Filter the data below, keeping only lines that contain "false".

##### Stored data

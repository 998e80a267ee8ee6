//! # Configuration
//!
//! Construction-time options for a [`Cpu`](crate::Cpu) or
//! [`Processor`](crate::Processor). The values seed the runtime switches held by
//! [`Signals`](crate::Signals); every one of them can be changed later while the
//! run loop is executing.
//!
//! `Config` is serde-serializable so a host can keep it in a settings file:
//!
//! ```
//! use lib65c02::{Config, UnimplementedPolicy};
//!
//! let config = Config::default()
//!     .with_cycle_period_ns(1_000)
//!     .with_unimplemented(UnimplementedPolicy::Fail)
//!     .with_rockwell_extensions(true);
//!
//! assert_eq!(config.cycle_period_ns, 1_000);
//! assert!(config.rockwell_extensions);
//! assert!(!config.pausable);
//! ```

use serde::{Deserialize, Serialize};

/// What the engine does when it fetches an opcode without 65C02 semantics.
#[derive(Debug, Clone, Copy, PartialEq, Eq, Hash, Default, Serialize, Deserialize)]
#[serde(rename_all = "snake_case")]
pub enum UnimplementedPolicy {
    /// Halt with [`ExecutionError::UnimplementedOpcode`](crate::ExecutionError).
    Fail,
    /// Skip the opcode's documented length and charge its documented cycles.
    #[default]
    Nop,
}

/// Processor options.
#[derive(Debug, Clone, Copy, PartialEq, Eq, Serialize, Deserialize)]
#[serde(default)]
pub struct Config {
    /// Nanoseconds per clock cycle. Zero runs unthrottled.
    pub cycle_period_ns: u64,

    /// Handling of unimplemented opcodes.
    pub unimplemented: UnimplementedPolicy,

    /// Execute RMBn/SMBn/BBRn/BBSn. Off by default.
    pub rockwell_extensions: bool,

    /// Execute STP and WAI. Off by default.
    pub pausable: bool,
}

impl Default for Config {
    fn default() -> Self {
        Self {
            cycle_period_ns: 0,
            unimplemented: UnimplementedPolicy::Nop,
            rockwell_extensions: false,
            pausable: false,
        }
    }
}

impl Config {
    pub fn with_cycle_period_ns(mut self, nanoseconds: u64) -> Self {
        self.cycle_period_ns = nanoseconds;
        self
    }

    pub fn with_unimplemented(mut self, policy: UnimplementedPolicy) -> Self {
        self.unimplemented = policy;
        self
    }

    pub fn with_rockwell_extensions(mut self, enabled: bool) -> Self {
        self.rockwell_extensions = enabled;
        self
    }

    pub fn with_pausable(mut self, enabled: bool) -> Self {
        self.pausable = enabled;
        self
    }
}

#[cfg(test)]
mod tests {
    use super::*;

    #[test]
    fn test_defaults() {
        let config = Config::default();
        assert_eq!(config.cycle_period_ns, 0);
        assert_eq!(config.unimplemented, UnimplementedPolicy::Nop);
        assert!(!config.rockwell_extensions);
        assert!(!config.pausable);
    }

    #[test]
    fn test_json_round_trip() {
        let config = Config::default()
            .with_cycle_period_ns(500)
            .with_unimplemented(UnimplementedPolicy::Fail)
            .with_pausable(true);

        let json = serde_json::to_string(&config).unwrap();
        assert!(json.contains("\"unimplemented\":\"fail\""));

        let back: Config = serde_json::from_str(&json).unwrap();
        assert_eq!(back, config);
    }

    #[test]
    fn test_missing_fields_take_defaults() {
        let config: Config = serde_json::from_str(r#"{"cycle_period_ns": 250}"#).unwrap();
        assert_eq!(config.cycle_period_ns, 250);
        assert_eq!(config.unimplemented, UnimplementedPolicy::Nop);
        assert!(!config.rockwell_extensions);
        assert!(!config.pausable);
    }
}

##########

◆ Solution:
            rockwell_extensions: false,
            pausable: false,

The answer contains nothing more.